Speaker
Description
As next-generation observatories push the boundaries of sensitivity and data throughput, the challenge of isolating faint, unmodeled astrophysical transients from non-Gaussian terrestrial noise has become a universal bottleneck. Both radio astronomy and gravitational-wave (GW) physics face highly analogous data environments: continuous, high-rate time-series streams plagued by instrumental glitches and interference that easily mimic true signals.

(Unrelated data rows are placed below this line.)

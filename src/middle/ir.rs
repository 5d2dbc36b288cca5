//! The linear three-address IR.
//!
//! Instructions are `{op, dst, src1, src2}` records with at most three
//! operands.  Temps are single-assignment by construction; the
//! register allocator rewrites them in place to physical registers or
//! spill slots, so everything downstream of allocation sees only
//! `Reg`, `Mem`, `Var`, `Imm`, `Label`, `Ptr`, `Array`, and `Addr`
//! operands.

use derive_more::Display;

use crate::common::{Id, Map};

/// IR opcodes.
#[derive(Clone, Copy, PartialEq, Eq, Debug, Display)]
pub enum Op {
    #[display("add")]
    Add,
    #[display("sub")]
    Sub,
    #[display("mul")]
    Mul,
    #[display("div")]
    Div,
    #[display("mod")]
    Mod,
    #[display("neg")]
    Neg,
    #[display("and")]
    And,
    #[display("or")]
    Or,
    #[display("xor")]
    Xor,
    #[display("not")]
    Not,
    #[display("shl")]
    Shl,
    #[display("shr")]
    Shr,
    #[display("eq")]
    Eq,
    #[display("ne")]
    Ne,
    #[display("lt")]
    Lt,
    #[display("le")]
    Le,
    #[display("gt")]
    Gt,
    #[display("ge")]
    Ge,
    #[display("mov")]
    Mov,
    #[display("load")]
    Load,
    #[display("store")]
    Store,
    #[display("lea")]
    LoadAddr,
    #[display("jmp")]
    Jmp,
    #[display("jz")]
    Jz,
    #[display("jnz")]
    Jnz,
    #[display("label")]
    Label,
    #[display("call")]
    Call,
    #[display("ret")]
    Ret,
    #[display("push")]
    Push,
    #[display("pop")]
    Pop,
    #[display("param")]
    Param,
}

/// Physical x86-64 general-purpose registers, numbered as encoded.
#[derive(Clone, Copy, PartialEq, Eq, PartialOrd, Ord, Hash, Debug, Display)]
pub enum Reg {
    #[display("rax")]
    Rax,
    #[display("rcx")]
    Rcx,
    #[display("rdx")]
    Rdx,
    #[display("rbx")]
    Rbx,
    #[display("rsp")]
    Rsp,
    #[display("rbp")]
    Rbp,
    #[display("rsi")]
    Rsi,
    #[display("rdi")]
    Rdi,
    #[display("r8")]
    R8,
    #[display("r9")]
    R9,
    #[display("r10")]
    R10,
    #[display("r11")]
    R11,
    #[display("r12")]
    R12,
    #[display("r13")]
    R13,
    #[display("r14")]
    R14,
    #[display("r15")]
    R15,
}

/// System V integer argument registers, in order.
pub static ARG_REGS: [Reg; 6] = [Reg::Rdi, Reg::Rsi, Reg::Rdx, Reg::Rcx, Reg::R8, Reg::R9];

/// Allocation preference order over the 14 usable registers (rsp and
/// rbp are reserved).  Registers the emitter leans on as scratch and
/// the ABI argument registers come last so they stay free under
/// typical pressure.
pub static ALLOC_ORDER: [Reg; 14] = [
    Reg::Rbx,
    Reg::R12,
    Reg::R13,
    Reg::R14,
    Reg::R15,
    Reg::Rcx,
    Reg::Rsi,
    Reg::Rdi,
    Reg::R8,
    Reg::R9,
    Reg::Rdx,
    Reg::R10,
    Reg::R11,
    Reg::Rax,
];

impl Reg {
    /// Hardware encoding number (0-15).
    pub fn num(self) -> u8 {
        use Reg::*;
        match self {
            Rax => 0,
            Rcx => 1,
            Rdx => 2,
            Rbx => 3,
            Rsp => 4,
            Rbp => 5,
            Rsi => 6,
            Rdi => 7,
            R8 => 8,
            R9 => 9,
            R10 => 10,
            R11 => 11,
            R12 => 12,
            R13 => 13,
            R14 => 14,
            R15 => 15,
        }
    }

    pub fn name64(self) -> &'static str {
        use Reg::*;
        match self {
            Rax => "rax",
            Rcx => "rcx",
            Rdx => "rdx",
            Rbx => "rbx",
            Rsp => "rsp",
            Rbp => "rbp",
            Rsi => "rsi",
            Rdi => "rdi",
            R8 => "r8",
            R9 => "r9",
            R10 => "r10",
            R11 => "r11",
            R12 => "r12",
            R13 => "r13",
            R14 => "r14",
            R15 => "r15",
        }
    }

    pub fn name32(self) -> &'static str {
        use Reg::*;
        match self {
            Rax => "eax",
            Rcx => "ecx",
            Rdx => "edx",
            Rbx => "ebx",
            Rsp => "esp",
            Rbp => "ebp",
            Rsi => "esi",
            Rdi => "edi",
            R8 => "r8d",
            R9 => "r9d",
            R10 => "r10d",
            R11 => "r11d",
            R12 => "r12d",
            R13 => "r13d",
            R14 => "r14d",
            R15 => "r15d",
        }
    }

    pub fn name16(self) -> &'static str {
        use Reg::*;
        match self {
            Rax => "ax",
            Rcx => "cx",
            Rdx => "dx",
            Rbx => "bx",
            Rsp => "sp",
            Rbp => "bp",
            Rsi => "si",
            Rdi => "di",
            R8 => "r8w",
            R9 => "r9w",
            R10 => "r10w",
            R11 => "r11w",
            R12 => "r12w",
            R13 => "r13w",
            R14 => "r14w",
            R15 => "r15w",
        }
    }

    pub fn name8(self) -> &'static str {
        use Reg::*;
        match self {
            Rax => "al",
            Rcx => "cl",
            Rdx => "dl",
            Rbx => "bl",
            Rsp => "spl",
            Rbp => "bpl",
            Rsi => "sil",
            Rdi => "dil",
            R8 => "r8b",
            R9 => "r9b",
            R10 => "r10b",
            R11 => "r11b",
            R12 => "r12b",
            R13 => "r13b",
            R14 => "r14b",
            R15 => "r15b",
        }
    }

    /// Width-specific AT&T name.
    pub fn name(self, size: i64) -> &'static str {
        match size {
            1 => self.name8(),
            2 => self.name16(),
            4 => self.name32(),
            _ => self.name64(),
        }
    }

    /// Parse any width form back to (register, operand size in bytes).
    pub fn parse(name: &str) -> Option<(Reg, i64)> {
        use Reg::*;
        static ALL: [Reg; 16] = [
            Rax, Rcx, Rdx, Rbx, Rsp, Rbp, Rsi, Rdi, R8, R9, R10, R11, R12, R13, R14, R15,
        ];
        for r in ALL {
            if r.name64() == name {
                return Some((r, 8));
            }
            if r.name32() == name {
                return Some((r, 4));
            }
            if r.name16() == name {
                return Some((r, 2));
            }
            if r.name8() == name {
                return Some((r, 1));
            }
        }
        None
    }
}

/// IR operands.
#[derive(Clone, Debug, PartialEq)]
pub enum Operand {
    /// Integer or decimal literal, kept as text.
    Imm(String),
    /// Compiler temporary, single-assignment, register-allocated.
    Temp(u32),
    /// Named stack local or global with its declared type and size.
    Var {
        name: Id,
        offset: i64,
        global: bool,
        ty: String,
        size: i64,
    },
    /// Pinned physical register; opaque to the allocator.
    Reg(Reg),
    /// Pinned rbp-relative stack slot; opaque to the allocator.
    Mem(i64),
    /// Symbolic code or data address.
    Label(Id),
    /// Dereference of the address held in `base`.
    Ptr { base: Box<Operand>, size: i64 },
    /// `base + index` addressing for array elements; `index` holds a
    /// byte offset and `size` the element width.
    Array {
        base: Id,
        offset: i64,
        global: bool,
        index: Box<Operand>,
        size: i64,
    },
    /// Address-of a named storage location.
    Addr { name: Id, offset: i64, global: bool },
}

impl Operand {
    pub fn imm(v: i64) -> Operand {
        Operand::Imm(v.to_string())
    }
}

impl std::fmt::Display for Operand {
    fn fmt(&self, f: &mut std::fmt::Formatter<'_>) -> std::fmt::Result {
        match self {
            Operand::Imm(v) => write!(f, "${v}"),
            Operand::Temp(id) => write!(f, "t{id}"),
            Operand::Var { name, global: true, .. } => write!(f, "@{name}"),
            Operand::Var { name, .. } => write!(f, "{name}"),
            Operand::Reg(r) => write!(f, "%{r}"),
            Operand::Mem(off) => write!(f, "[rbp{off:+}]"),
            Operand::Label(l) => write!(f, "{l}"),
            Operand::Ptr { base, size } => write!(f, "[{base}]:{size}"),
            Operand::Array { base, index, .. } => write!(f, "{base}[{index}]"),
            Operand::Addr { name, .. } => write!(f, "&{name}"),
        }
    }
}

/// One IR instruction.
#[derive(Clone, Debug)]
pub struct Instr {
    pub op: Op,
    pub dst: Option<Operand>,
    pub src1: Option<Operand>,
    pub src2: Option<Operand>,
}

impl Instr {
    pub fn nullary(op: Op) -> Instr {
        Instr { op, dst: None, src1: None, src2: None }
    }

    pub fn un(op: Op, dst: Operand, src: Operand) -> Instr {
        Instr { op, dst: Some(dst), src1: Some(src), src2: None }
    }

    pub fn bin(op: Op, dst: Operand, src1: Operand, src2: Operand) -> Instr {
        Instr { op, dst: Some(dst), src1: Some(src1), src2: Some(src2) }
    }

    pub fn label(name: Id) -> Instr {
        Instr { op: Op::Label, dst: Some(Operand::Label(name)), src1: None, src2: None }
    }

    pub fn jump(op: Op, target: Id) -> Instr {
        Instr { op, dst: Some(Operand::Label(target)), src1: None, src2: None }
    }

    /// Conditional jump on `value` (Jz / Jnz).
    pub fn branch(op: Op, value: Operand, target: Id) -> Instr {
        Instr { op, dst: Some(Operand::Label(target)), src1: Some(value), src2: None }
    }
}

impl std::fmt::Display for Instr {
    fn fmt(&self, f: &mut std::fmt::Formatter<'_>) -> std::fmt::Result {
        write!(f, "{}", self.op)?;
        for operand in [&self.dst, &self.src1, &self.src2].into_iter().flatten() {
            write!(f, " {operand}")?;
        }
        Ok(())
    }
}

/// Per-function bookkeeping: where the function's instructions sit in
/// the stream and how many frame bytes its locals (and later, spills)
/// occupy.
#[derive(Clone, Debug)]
pub struct FuncFrame {
    pub name: Id,
    /// Index of the function's `Label` instruction.
    pub start: usize,
    /// One past the last instruction.
    pub end: usize,
    pub frame_size: i64,
}

/// How a global's storage is initialized.
#[derive(Clone, Debug, PartialEq)]
pub enum GlobalInit {
    /// Zero-initialized: lands in .bss.
    Zero,
    /// Integer constant: lands in .data.
    Int(i64),
    /// Raw bytes (float bit patterns): lands in .data.
    Bytes(Vec<u8>),
    /// Address of another symbol (string literals): .data + ABS64.
    Label(Id),
    /// Defined elsewhere; never laid out here.
    External,
}

#[derive(Clone, Debug)]
pub struct GlobalVar {
    pub name: Id,
    pub size: i64,
    pub init: GlobalInit,
}

/// Everything the selector hands to the allocator and back end.
#[derive(Debug, Default)]
pub struct Module {
    pub code: Vec<Instr>,
    pub funcs: Vec<FuncFrame>,
    /// String literal pool: label -> contents (NUL added at emission).
    pub strings: Vec<(Id, String)>,
    /// Float literal pool: label -> literal text.
    pub floats: Vec<(Id, String)>,
    pub globals: Vec<GlobalVar>,
}

/// Map from temp id to its optional C-type string, maintained by the
/// selector for member resolution through casts and dereferences.
pub type TempTypes = Map<u32, String>;

#[cfg(test)]
mod tests {
    use super::*;
    use crate::common::id;

    #[test]
    fn register_names_by_width() {
        assert_eq!(Reg::Rax.name(8), "rax");
        assert_eq!(Reg::Rax.name(4), "eax");
        assert_eq!(Reg::Rax.name(2), "ax");
        assert_eq!(Reg::Rax.name(1), "al");
        assert_eq!(Reg::R9.name(4), "r9d");
        assert_eq!(Reg::R9.name(1), "r9b");
    }

    #[test]
    fn register_parse_roundtrip() {
        assert_eq!(Reg::parse("rdx"), Some((Reg::Rdx, 8)));
        assert_eq!(Reg::parse("r12d"), Some((Reg::R12, 4)));
        assert_eq!(Reg::parse("sil"), Some((Reg::Rsi, 1)));
        assert_eq!(Reg::parse("xmm0"), None);
    }

    #[test]
    fn encoding_numbers() {
        assert_eq!(Reg::Rax.num(), 0);
        assert_eq!(Reg::Rsp.num(), 4);
        assert_eq!(Reg::R8.num(), 8);
        assert_eq!(Reg::R15.num(), 15);
    }

    #[test]
    fn instr_display() {
        let i = Instr::bin(Op::Add, Operand::Temp(3), Operand::Temp(1), Operand::imm(2));
        assert_eq!(i.to_string(), "add t3 t1 $2");
        let j = Instr::jump(Op::Jmp, id(".L1"));
        assert_eq!(j.to_string(), "jmp .L1");
    }
}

This presentation outlines a mature, edge-deployable machine learning architecture originally developed for the real-time detection of Fast Radio Bursts (FRBs) at remote outrigger stations, and maps its direct translatability to GW low-latency pipelines. We detail a Multi-Input Convolutional Neural Network (CNN) designed to overcome the limitations of single-domain representation. Rather than relying solely on a 2D spectrogram, our architecture utilizes a branched topology to concurrently extract features from three distinct physical representations: the 1D integrated time profile, the 1D bandpass spectrum, and the 2D temporal-spectral waterfall plot.
By forcing the network's dense decision layers to cross-reference multi-modal physics, the pipeline achieves exceptional robustness, drastically suppressing false-positive rates caused by localized terrestrial interference (which typically mimics a transient in only one domain). Furthermore, we discuss the coupling of this multi-branch CNN with Just-In-Time (JIT) compiled streaming buffers, ensuring the inference latency remains well within the strict bounds required for automated, multi-messenger follow-up prioritization. By bridging the data analysis methodologies of radio and GW astronomy, we present a scalable framework for unmodeled search representation learning, directly applicable to the noise-hunting and transient detection challenges of the LIGO-Virgo-KAGRA network and the upcoming Einstein Telescope.